Selecting The Right Testing Scenario

Selecting the right test scenario is as crucial as selecting scenarios for training your person detection solution. Your test scenario would be on your actual target requirement, I.e., how you will utilize your people detection solution. So basically, your training scenario and testing scenario should be more or less similar to achieve good performance.

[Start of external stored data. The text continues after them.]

pub mod pdf;
pub mod text;

use std::path::Path;

use crate::error::ProcessError;

pub use pdf::PdfTextExtractor;
pub use text::PlainTextExtractor;

#[derive(Debug, Clone, Copy, PartialEq, Eq)]
pub enum DocumentFormat {
    Pdf,
    Text,
}

impl DocumentFormat {
    pub fn from_extension(ext: &str) -> Option<Self> {
        match ext.to_lowercase().as_str() {
            "pdf" => Some(DocumentFormat::Pdf),
            "txt" | "text" | "md" => Some(DocumentFormat::Text),
            _ => None,
        }
    }
}

/// Pulls plain text out of a stored document.
pub trait TextExtractor: Send + Sync {
    fn extract(&self, path: &Path) -> Result<String, ProcessError>;
    fn supports(&self, format: DocumentFormat) -> bool;
}

/// Dispatches to the first extractor that handles the file's format.
pub struct ExtractorRegistry {
    extractors: Vec<Box<dyn TextExtractor>>,
}

impl ExtractorRegistry {
    pub fn new() -> Self {
        Self::with_extractors(vec![
            Box::new(PdfTextExtractor::new()),
            Box::new(PlainTextExtractor::new()),
        ])
    }

    pub fn with_extractors(extractors: Vec<Box<dyn TextExtractor>>) -> Self {
        Self { extractors }
    }
}

impl Default for ExtractorRegistry {
    fn default() -> Self {
        Self::new()
    }
}

impl TextExtractor for ExtractorRegistry {
    fn extract(&self, path: &Path) -> Result<String, ProcessError> {
        let extension = path.extension().and_then(|e| e.to_str()).unwrap_or("");

        let format = DocumentFormat::from_extension(extension)
            .ok_or_else(|| ProcessError::UnsupportedFormat(extension.to_string()))?;

        for extractor in &self.extractors {
            if extractor.supports(format) {
                return extractor.extract(path);
            }
        }

        Err(ProcessError::UnsupportedFormat(extension.to_string()))
    }

    fn supports(&self, format: DocumentFormat) -> bool {
        self.extractors.iter().any(|e| e.supports(format))
    }
}
use std::panic::AssertUnwindSafe;
use std::path::PathBuf;
use std::sync::Arc;

use futures_util::FutureExt;
use tracing::{debug, info_span, warn, Instrument};

use crate::analysis::{Analyzer, DocumentFindings, Finding};
use crate::processor::TextExtractor;
use crate::sanitize;

use super::error::{panic_message, PipelineError, PipelineWarning};
use super::progress::ProgressReporter;

/// Label the analyzer is given for every uploaded document.
pub const DOCUMENT_LABEL: &str = "Legal Document";

/// One staged document awaiting analysis.
#[derive(Debug, Clone, PartialEq, Eq)]
pub struct WorkUnit {
    pub path: PathBuf,
    /// Name reported back to the client.
    pub filename: String,
    pub content_type: String,
}

impl WorkUnit {
    pub fn new(path: PathBuf, filename: impl Into<String>) -> Self {
        let content_type = mime_guess::from_path(&path)
            .first_or_octet_stream()
            .essence_str()
            .to_string();
        Self {
            path,
            filename: filename.into(),
            content_type,
        }
    }
}

/// What a pipeline run produced across all of its units.
#[derive(Debug, Default)]
pub struct PipelineOutcome {
    /// Successfully analysed documents, in unit order.
    pub documents: Vec<DocumentFindings>,
    pub warnings: Vec<PipelineWarning>,
}

enum UnitResult {
    Analyzed(DocumentFindings),
    Skipped(PipelineWarning),
}

pub struct Pipeline {
    extractor: Arc<dyn TextExtractor>,
    analyzer: Arc<dyn Analyzer>,
    min_text_chars: usize,
}

impl Pipeline {
    pub fn new(
        extractor: Arc<dyn TextExtractor>,
        analyzer: Arc<dyn Analyzer>,
        min_text_chars: usize,
    ) -> Self {
        Self {
            extractor,
            analyzer,
            min_text_chars,
        }
    }

    /// Processes every unit in order. A unit that fails is recorded as a
    /// warning and never stops the run. `progress` is told after each unit.
    pub async fn run(&self, units: &[WorkUnit], progress: &dyn ProgressReporter) -> PipelineOutcome {
        let total = units.len();
        let mut outcome = PipelineOutcome::default();

        for (index, unit) in units.iter().enumerate() {
            match self.run_unit(unit).await {
                UnitResult::Analyzed(doc) => outcome.documents.push(doc),
                UnitResult::Skipped(warning) => outcome.warnings.push(warning),
            }
            progress.report(index + 1, total);
        }

        outcome
    }

    async fn run_unit(&self, unit: &WorkUnit) -> UnitResult {
        let span = info_span!("unit",
            filename = %sanitize::redact_path(&unit.path),
            content_type = %unit.content_type,
        );

        async {
            // Step 1: Extract text
            let text = match self
                .step_extract(unit)
                .instrument(info_span!("extract_text"))
                .await
            {
                Ok(text) => text,
                Err(e) => {
                    warn!("Skipping {}: {}", unit.filename, e);
                    return UnitResult::Skipped(PipelineWarning::UnitFailed {
                        filename: unit.filename.clone(),
                        error: e.to_string(),
                    });
                }
            };

            let chars = text.trim().chars().count();
            if chars < self.min_text_chars {
                warn!(
                    "Skipping {}: only {} characters of text extracted",
                    unit.filename, chars
                );
                return UnitResult::Skipped(PipelineWarning::InsufficientText {
                    filename: unit.filename.clone(),
                    chars,
                });
            }

            // Step 2: Analyze
            match self
                .step_analyze(&text)
                .instrument(info_span!("analyze"))
                .await
            {
                Ok(findings) => {
                    debug!("Analyzed {}: {} findings", unit.filename, findings.len());
                    UnitResult::Analyzed(DocumentFindings {
                        filename: unit.filename.clone(),
                        findings,
                    })
                }
                Err(e) => {
                    warn!("Analysis of {} failed: {}", unit.filename, e);
                    UnitResult::Skipped(PipelineWarning::UnitFailed {
                        filename: unit.filename.clone(),
                        error: e.to_string(),
                    })
                }
            }
        }
        .instrument(span)
        .await
    }

    async fn step_extract(&self, unit: &WorkUnit) -> Result<String, PipelineError> {
        let extractor = Arc::clone(&self.extractor);
        let path = unit.path.clone();
        let text = tokio::task::spawn_blocking(move || extractor.extract(&path))
            .await
            .map_err(|e| PipelineError::ExtractionAborted(e.to_string()))??;
        Ok(text)
    }

    /// A panicking analyzer costs only the current unit, the same as a
    /// panicking extractor.
    async fn step_analyze(&self, text: &str) -> Result<Vec<Finding>, PipelineError> {
        let findings = AssertUnwindSafe(self.analyzer.analyze(text, DOCUMENT_LABEL))
            .catch_unwind()
            .await
            .map_err(|payload| PipelineError::AnalysisAborted(panic_message(&*payload)))??;
        Ok(findings)
    }
}
use std::path::PathBuf;
use std::time::Duration;

use secrecy::SecretString;
use serde::{Deserialize, Serialize};

#[derive(Debug, Clone, Default, Serialize, Deserialize)]
pub struct ServiceConfig {
    #[serde(default)]
    pub jobs: JobsConfig,
    #[serde(default)]
    pub uploads: UploadConfig,
    #[serde(default)]
    pub analysis: AnalysisConfig,
    #[serde(default)]
    pub report: ReportConfig,
    #[serde(default)]
    pub logging: LoggingConfig,
}

#[derive(Debug, Clone, Serialize, Deserialize)]
pub struct JobsConfig {
    /// Soft cap on stored jobs before terminal jobs are evicted.
    #[serde(default = "default_max_jobs")]
    pub max_jobs: usize,
    /// Seconds a job may spend in Processing before it is failed.
    #[serde(default = "default_job_timeout_secs")]
    pub job_timeout_secs: u64,
    /// Interval for the background timeout sweep. Disabled when unset.
    #[serde(default)]
    pub sweep_interval_secs: Option<u64>,
}

fn default_max_jobs() -> usize {
    100
}

fn default_job_timeout_secs() -> u64 {
    300
}

impl JobsConfig {
    pub fn job_timeout(&self) -> Duration {
        Duration::from_secs(self.job_timeout_secs)
    }

    pub fn sweep_interval(&self) -> Option<Duration> {
        self.sweep_interval_secs.map(Duration::from_secs)
    }
}

impl Default for JobsConfig {
    fn default() -> Self {
        Self {
            max_jobs: default_max_jobs(),
            job_timeout_secs: default_job_timeout_secs(),
            sweep_interval_secs: None,
        }
    }
}

#[derive(Debug, Clone, Serialize, Deserialize)]
pub struct UploadConfig {
    #[serde(default = "default_max_files")]
    pub max_files_per_submission: usize,
    /// Per-file limit in bytes.
    #[serde(default = "default_max_file_size")]
    pub max_file_size: usize,
    /// Lowercase extensions without the leading dot.
    #[serde(default = "default_allowed_extensions")]
    pub allowed_extensions: Vec<String>,
    #[serde(default = "default_temp_prefix")]
    pub temp_prefix: String,
    /// Parent directory for per-submission workspaces. System temp when unset.
    #[serde(default)]
    pub temp_root: Option<PathBuf>,
}

fn default_max_files() -> usize {
    3
}

fn default_max_file_size() -> usize {
    50 * 1024 * 1024
}

fn default_allowed_extensions() -> Vec<String> {
    vec!["pdf".to_string()]
}

fn default_temp_prefix() -> String {
    "legal_analysis_".to_string()
}

impl UploadConfig {
    /// Case-insensitive extension check.
    pub fn is_allowed(&self, filename: &str) -> bool {
        let Some(ext) = std::path::Path::new(filename)
            .extension()
            .and_then(|e| e.to_str())
        else {
            return false;
        };
        self.allowed_extensions
            .iter()
            .any(|allowed| allowed.eq_ignore_ascii_case(ext))
    }
}

impl Default for UploadConfig {
    fn default() -> Self {
        Self {
            max_files_per_submission: default_max_files(),
            max_file_size: default_max_file_size(),
            allowed_extensions: default_allowed_extensions(),
            temp_prefix: default_temp_prefix(),
            temp_root: None,
        }
    }
}

#[derive(Debug, Clone, Serialize, Deserialize)]
pub struct AnalysisConfig {
    /// Units whose trimmed text is shorter than this are skipped.
    #[serde(default = "default_min_text_chars")]
    pub min_text_chars: usize,
    #[serde(default = "default_model")]
    pub model: String,
    #[serde(default = "default_base_url")]
    pub base_url: String,
    #[serde(default = "default_temperature")]
    pub temperature: f32,
    #[serde(default = "default_top_p")]
    pub top_p: f32,
    #[serde(default = "default_top_k")]
    pub top_k: u32,
    #[serde(default = "default_max_output_tokens")]
    pub max_output_tokens: u32,
    #[serde(default = "default_request_timeout_secs")]
    pub request_timeout_secs: u64,
    /// Cap on findings recovered from free-text responses.
    #[serde(default = "default_max_findings")]
    pub max_findings: usize,
    /// Read from `GEMINI_API_KEY`, never from or to the config file.
    #[serde(skip)]
    pub api_key: Option<SecretString>,
}

fn default_min_text_chars() -> usize {
    50
}

fn default_model() -> String {
    "gemini-1.5-flash".to_string()
}

fn default_base_url() -> String {
    "https://generativelanguage.googleapis.com/v1beta".to_string()
}

fn default_temperature() -> f32 {
    0.1
}

fn default_top_p() -> f32 {
    0.8
}

fn default_top_k() -> u32 {
    40
}

fn default_max_output_tokens() -> u32 {
    8192
}

fn default_request_timeout_secs() -> u64 {
    120
}

fn default_max_findings() -> usize {
    10
}

impl AnalysisConfig {
    pub fn request_timeout(&self) -> Duration {
        Duration::from_secs(self.request_timeout_secs)
    }
}

impl Default for AnalysisConfig {
    fn default() -> Self {
        Self {
            min_text_chars: default_min_text_chars(),
            model: default_model(),
            base_url: default_base_url(),
            temperature: default_temperature(),
            top_p: default_top_p(),
            top_k: default_top_k(),
            max_output_tokens: default_max_output_tokens(),
            request_timeout_secs: default_request_timeout_secs(),
            max_findings: default_max_findings(),
            api_key: None,
        }
    }
}

/// Size limits applied when findings are copied into a report.
#[derive(Debug, Clone, PartialEq, Eq, Serialize, Deserialize)]
pub struct ReportConfig {
    #[serde(default = "default_max_clauses")]
    pub max_clauses_per_doc: usize,
    #[serde(default = "default_clause_chars")]
    pub clause_chars: usize,
    #[serde(default = "default_summary_chars")]
    pub summary_chars: usize,
    #[serde(default = "default_laws_chars")]
    pub laws_chars: usize,
}

fn default_max_clauses() -> usize {
    10
}

fn default_clause_chars() -> usize {
    500
}

fn default_summary_chars() -> usize {
    300
}

fn default_laws_chars() -> usize {
    200
}

impl Default for ReportConfig {
    fn default() -> Self {
        Self {
            max_clauses_per_doc: default_max_clauses(),
            clause_chars: default_clause_chars(),
            summary_chars: default_summary_chars(),
            laws_chars: default_laws_chars(),
        }
    }
}

#[derive(Debug, Clone, Copy, Default, PartialEq, Eq, Serialize, Deserialize)]
#[serde(rename_all = "lowercase")]
pub enum LogFormat {
    #[default]
    Pretty,
    Json,
}

#[derive(Debug, Clone, Serialize, Deserialize)]
pub struct LoggingConfig {
    #[serde(default = "default_log_level")]
    pub level: String,
    #[serde(default)]
    pub format: LogFormat,
}

fn default_log_level() -> String {
    "info".to_string()
}

impl Default for LoggingConfig {
    fn default() -> Self {
        Self {
            level: default_log_level(),
            format: LogFormat::default(),
        }
    }
}
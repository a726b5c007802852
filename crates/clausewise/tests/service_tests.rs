//! Submission validation, staging, inline analysis and shutdown.

mod common;

use std::sync::Arc;
use std::time::Duration;

use clausewise::config::ServiceConfig;
use clausewise::jobs::{JobStatus, JobStore};
use clausewise::processor::ExtractorRegistry;
use clausewise::service::DEFAULT_JOB_TYPE;
use clausewise::{AnalysisService, SubmitError, Upload};

use common::{blank_upload, contract_text, contract_upload, failing_upload, TestHarness};

#[tokio::test]
async fn test_rejected_submissions_leave_nothing_behind() {
    let h = TestHarness::with_config(|c| c.max_files(2).max_file_size(1024));

    let cases: Vec<(&str, Vec<Upload>)> = vec![
        ("no files", vec![]),
        (
            "missing filename",
            vec![Upload {
                filename: None,
                bytes: b"data".to_vec(),
            }],
        ),
        ("wrong extension", vec![contract_upload("contract.docx")]),
        (
            "too many files",
            vec![
                contract_upload("a.pdf"),
                contract_upload("b.pdf"),
                contract_upload("c.pdf"),
            ],
        ),
        ("too large", vec![Upload::new("big.pdf", vec![b'x'; 1025])]),
    ];

    for (name, uploads) in cases {
        let result = h.service.submit(DEFAULT_JOB_TYPE, uploads).await;
        assert!(result.is_err(), "case '{}' should be rejected", name);
    }

    assert!(h.store.is_empty());
    assert_eq!(h.workspace_count(), 0);
    assert_eq!(h.analyzer.calls(), 0);
}

#[tokio::test]
async fn test_rejection_reasons() {
    let h = TestHarness::new();

    let err = h.service.submit(DEFAULT_JOB_TYPE, vec![]).await.unwrap_err();
    assert!(matches!(err, SubmitError::NoFiles));

    let err = h
        .service
        .submit(DEFAULT_JOB_TYPE, vec![contract_upload("notes.txt")])
        .await
        .unwrap_err();
    assert_eq!(err.to_string(), "File notes.txt is not a supported document type");

    let four = (0..4).map(|i| contract_upload(&format!("{}.pdf", i))).collect();
    let err = h.service.submit(DEFAULT_JOB_TYPE, four).await.unwrap_err();
    assert!(matches!(err, SubmitError::TooManyFiles { count: 4, max: 3 }));
}

#[tokio::test]
async fn test_service_without_analyzer_refuses_work() {
    let temp = tempfile::tempdir().unwrap();
    let mut config = ServiceConfig::default();
    config.uploads.temp_root = Some(temp.path().to_path_buf());
    let store = Arc::new(JobStore::new(10, Duration::from_secs(300)));
    let service = AnalysisService::new(&config, store, Arc::new(ExtractorRegistry::new()), None);

    let err = service
        .submit(DEFAULT_JOB_TYPE, vec![contract_upload("a.pdf")])
        .await
        .unwrap_err();
    assert!(matches!(err, SubmitError::AnalyzerUnavailable));

    let err = service
        .analyze_sync(vec![contract_upload("a.pdf")])
        .await
        .unwrap_err();
    assert!(matches!(err, SubmitError::AnalyzerUnavailable));

    let health = service.health();
    assert_eq!(health.status, "healthy");
    assert!(!health.ai_enabled);
    assert_eq!(std::fs::read_dir(temp.path()).unwrap().count(), 0);
}

#[tokio::test]
async fn test_upload_names_are_sanitized() {
    let h = TestHarness::new();
    let uploads = vec![
        Upload::new("../../etc/lease.pdf", contract_text("Lease").into_bytes()),
        Upload::new("C:\\Users\\me\\nda.PDF", contract_text("NDA").into_bytes()),
    ];

    let id = h.service.submit(DEFAULT_JOB_TYPE, uploads).await.unwrap();
    let view = h.service.wait(id.as_str()).await.unwrap();

    let result = view.result.unwrap();
    assert_eq!(result["files"], serde_json::json!(["lease.pdf", "nda.PDF"]));
    assert_eq!(h.workspace_count(), 0);
}

#[tokio::test]
async fn test_duplicate_names_are_both_analyzed() {
    let h = TestHarness::new();
    let uploads = vec![contract_upload("a.pdf"), contract_upload("a.pdf")];

    let id = h.service.submit(DEFAULT_JOB_TYPE, uploads).await.unwrap();
    let view = h.service.wait(id.as_str()).await.unwrap();

    assert_eq!(view.status, JobStatus::Completed);
    assert_eq!(view.result.unwrap()["total_documents"], 2);
}

#[tokio::test]
async fn test_analyze_sync_returns_report() {
    let h = TestHarness::new();
    let report = h
        .service
        .analyze_sync(vec![contract_upload("a.pdf"), failing_upload("b.pdf")])
        .await
        .unwrap();

    assert_eq!(report.status, "completed");
    assert_eq!(report.files, vec!["a.pdf"]);
    assert_eq!(report.total_documents, 1);
    assert_eq!(report.total_clauses_analyzed, 2);
    assert_eq!(report.legal_analysis[0].clause_id, 1);
    assert!(report.response_info.text_truncated);
    assert!(h.store.is_empty());
    assert_eq!(h.workspace_count(), 0);
}

#[tokio::test]
async fn test_analyze_sync_with_nothing_analyzable() {
    let h = TestHarness::new();
    let report = h
        .service
        .analyze_sync(vec![blank_upload("a.pdf")])
        .await
        .unwrap();

    assert_eq!(report.total_documents, 0);
    assert!(report.legal_analysis.is_empty());
    assert_eq!(report.message, "Successfully analyzed 0 legal documents");
}

#[tokio::test]
async fn test_shutdown_waits_for_running_jobs() {
    let h = TestHarness::gated();
    let first = h
        .service
        .submit(DEFAULT_JOB_TYPE, vec![contract_upload("a.pdf")])
        .await
        .unwrap();
    let second = h
        .service
        .submit(DEFAULT_JOB_TYPE, vec![contract_upload("b.pdf")])
        .await
        .unwrap();

    h.release(2);
    h.service.shutdown().await;

    for id in [&first, &second] {
        assert_eq!(h.raw_status(id.as_str()), Some(JobStatus::Completed));
    }
    assert_eq!(h.workspace_count(), 0);
}

#[tokio::test]
async fn test_sweeper_expires_unpolled_jobs() {
    let h = TestHarness::gated_with_config(|c| c.sweep_interval_secs(1));
    h.service.start_sweeper();
    h.service.start_sweeper();

    let id = h
        .service
        .submit(DEFAULT_JOB_TYPE, vec![contract_upload("a.pdf")])
        .await
        .unwrap();
    h.wait_until(id.as_str(), |v| v.status == JobStatus::Processing)
        .await;

    h.clock.advance(Duration::from_secs(301));

    let deadline = tokio::time::Instant::now() + Duration::from_secs(5);
    while h.raw_status(id.as_str()) != Some(JobStatus::Failed) {
        assert!(
            tokio::time::Instant::now() < deadline,
            "sweeper never expired the job"
        );
        tokio::time::sleep(Duration::from_millis(20)).await;
    }

    h.release(1);
    h.service.shutdown().await;
    let view = h.service.get_status(id.as_str()).unwrap();
    assert_eq!(view.error.as_deref(), Some("Job timed out after 5 minutes"));
}

#[tokio::test]
async fn test_health_reports_ai_enabled() {
    let h = TestHarness::new();
    let health = h.service.health();
    assert!(health.ai_enabled);
    assert_eq!(health.version, env!("CARGO_PKG_VERSION"));

    let json = serde_json::to_value(&health).unwrap();
    assert_eq!(json["status"], "healthy");
    assert!(json["timestamp"].is_string());
}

Here, the test scenario selection involves:
1. Camera Parameters
2. Target Environment
3. Target Scale
Camera Parameters
A mathematical relationship between 3D point coordinates of a scene where the light originates and image plane 2D projection coordinates.
The camera Parameters can be of two types:
  • Intrinsic or internal
  • Extrinsic or external
Intrinsic Camera Parameters: Internal parameters are the parameters that are internal to the camera itself, such as focal length and lens distortion. The sensor size and its focal length determine the number of pixels occupied by an object (for our case, People) on the image. These parameters and target scale are linked.
Extrinsic Camera Parameters: Otherwise known as external parameters or camera pose are external to a camera, such as a camera’s orientation concerning the reference coordinate system. Based on the target requirement, one should keep the camera view accordingly. The person’s features in the frontal view will differ from the CCTV view. Hence, during training, one should carefully select the dataset based on the requirement, significantly impacting the training accuracy.
CCTV View Mall
Target Environment
Suppose your target environment is a mine and you need to detect persons in mines, then your test data would be specific to a miner, I.e., miners might be wearing safety wears which might be difficult for a standard pedestrian detection algorithm to detect. The same goes with lighting conditions, attire in different geographic locations, etc. So, you need to keep in mind your target environment for your testing.
Target Scale
Refers to the scale on which you want to detect your objects. In one sense, this is more related to the camera parameters as well. If you have trained your model for some scale of objects, we must maintain testing on the same scale. For example, suppose your model is trained only for larger objects (I.e., objects closer to the camera), then your model will not perform well for smaller objects (I.e., farther objects) because the model didn’t come across a more distant view of the objects during training. The target scale is one important factor you have to consider according to your specific use case. You can take this case in another way; suppose your target camera FoV is wide, then the objects will be smaller, but you might not get good test results if you have trained for narrow FoV images. So this way, it is related to the camera parameter.
Another point worth mentioning here is that your target model could be for scale variance, I.e., the model detects people for all the object scales. Though it is not suggestible as targeting a more expansive scale may take the edge off the accuracy, it is possible based on your use-case criticality.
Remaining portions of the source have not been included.